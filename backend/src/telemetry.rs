//! Process-wide tracing setup.

use tracing_subscriber::{EnvFilter, fmt};

/// Install the JSON subscriber, filtered by `RUST_LOG`.
///
/// # Errors
/// Fails when a global subscriber or `log` bridge is already installed.
pub fn init_tracing() -> Result<(), Box<dyn std::error::Error + Send + Sync + 'static>> {
    fmt()
        .with_env_filter(EnvFilter::from_default_env())
        .json()
        .try_init()
}
//! Domain primitives, ports, and services.
//!
//! Public surface:
//! - [`Error`] / [`ErrorCode`]: transport-agnostic failure payload.
//! - [`AuthSession`] / [`UserId`]: the session attributes the service reads.
//! - [`EmailParam`] / [`load_email_page`]: the email-shaped route gate.
//! - [`LayoutLoader`]: per-navigation session lookup and profile email sync.
//! - [`ports`]: traits implemented by outbound adapters.

pub mod email_param;
pub mod error;
pub mod layout;
pub mod ports;
pub mod trace_id;
pub mod user;

pub use self::email_param::{
    EmailPage, EmailParam, NotEmailShaped, PAGE_NOT_FOUND_MESSAGE, load_email_page,
};
pub use self::error::{Error, ErrorCode, TRACE_ID_HEADER};
pub use self::layout::{
    LayoutData, LayoutLoadError, LayoutLoader, ProfileSyncOutcome, sync_profile_email,
};
pub use self::trace_id::TraceId;
pub use self::user::{AuthSession, UserId, UserValidationError};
-----
» **Your instructions**: Retype all the material exactly, missing nothing.

» **Task response**:
filename backend/src/telemetry.rs
//! Process-wide tracing setup.

use tracing_subscriber::{EnvFilter, fmt};

/// Install the JSON subscriber, filtered by `RUST_LOG`.
///
/// # Errors
/// Fails when a global subscriber or `log` bridge is already installed.
pub fn init_tracing() -> Result<(), Box<dyn std::error::Error + Send + Sync + 'static>> {
    fmt()
        .with_env_filter(EnvFilter::from_default_env())
        .json()
        .try_init()
}
//! Domain primitives, ports, and services.
//!
//! Public surface:
//! - [`Error`] / [`ErrorCode`]: transport-agnostic failure payload.
//! - [`AuthSession`] / [`UserId`]: the session attributes the service reads.
//! - [`EmailParam`] / [`load_email_page`]: the email-shaped route gate.
//! - [`LayoutLoader`]: per-navigation session lookup and profile email sync.
//! - [`ports`]: traits implemented by outbound adapters.

pub mod email_param;
pub mod error;
pub mod layout;
pub mod ports;
pub mod trace_id;
pub mod user;

pub use self::email_param::{
    EmailPage, EmailParam, NotEmailShaped, PAGE_NOT_FOUND_MESSAGE, load_email_page,
};
pub use self::error::{Error, ErrorCode, TRACE_ID_HEADER};
pub use self::layout::{
    LayoutData, LayoutLoadError, LayoutLoader, ProfileSyncOutcome, sync_profile_email,
};
pub use self::trace_id::TraceId;
pub use self::user::{AuthSession, UserId, UserValidationError};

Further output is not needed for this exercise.